Pull out every line in the data that has the string "message" in it.

━━ ENTRIES SUPPLIED ━━

use axum::extract::State;
use axum::Json;
use serde::Deserialize;
use serde_json::{json, Value};

use crate::database::AppState;
use crate::error::ApiError;
use crate::services::account_service::AccountService;

#[derive(Debug, Deserialize)]
#[serde(rename_all = "camelCase")]
pub struct SignupRequest {
    pub email: Option<String>,
    pub password: Option<String>,
    pub full_name: Option<String>,
}

#[derive(Debug, Deserialize)]
pub struct LoginRequest {
    pub email: Option<String>,
    pub password: Option<String>,
}

/// POST /api/signup - create an account keyed by email
pub async fn signup(
    State(state): State<AppState>,
    Json(payload): Json<SignupRequest>,
) -> Result<Json<Value>, ApiError> {
    let email = payload.email.as_deref().map(str::trim).unwrap_or_default();
    let password = payload.password.as_deref().unwrap_or_default();
    let full_name = payload.full_name.as_deref().map(str::trim).unwrap_or_default();

    if email.is_empty() || password.is_empty() || full_name.is_empty() {
        return Err(ApiError::validation(
            "Email, password, and full name are required",
        ));
    }

    let service = AccountService::new(state.tracker.clone());
    let user = service.signup(email, password, full_name).await?;

    Ok(Json(json!({
        "success": true,
        "message": "Account created successfully",
        "user": user,
    })))
}

/// POST /api/login - exact credential match, no session issued
///
/// A successful response is the whole proof of authentication; no token or
/// server-side session state exists.
pub async fn login(
    State(state): State<AppState>,
    Json(payload): Json<LoginRequest>,
) -> Result<Json<Value>, ApiError> {
    let email = payload.email.as_deref().map(str::trim).unwrap_or_default();
    let password = payload.password.as_deref().unwrap_or_default();

    if email.is_empty() || password.is_empty() {
        return Err(ApiError::validation("Email and password are required"));
    }

    let service = AccountService::new(state.tracker.clone());
    let user = service.login(email, password).await?;

    Ok(Json(json!({
        "success": true,
        "message": "Login successful",
        "user": user,
    })))
}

━━━

- _REPLY_
        "message": "Account created successfully",
        "message": "Login successful",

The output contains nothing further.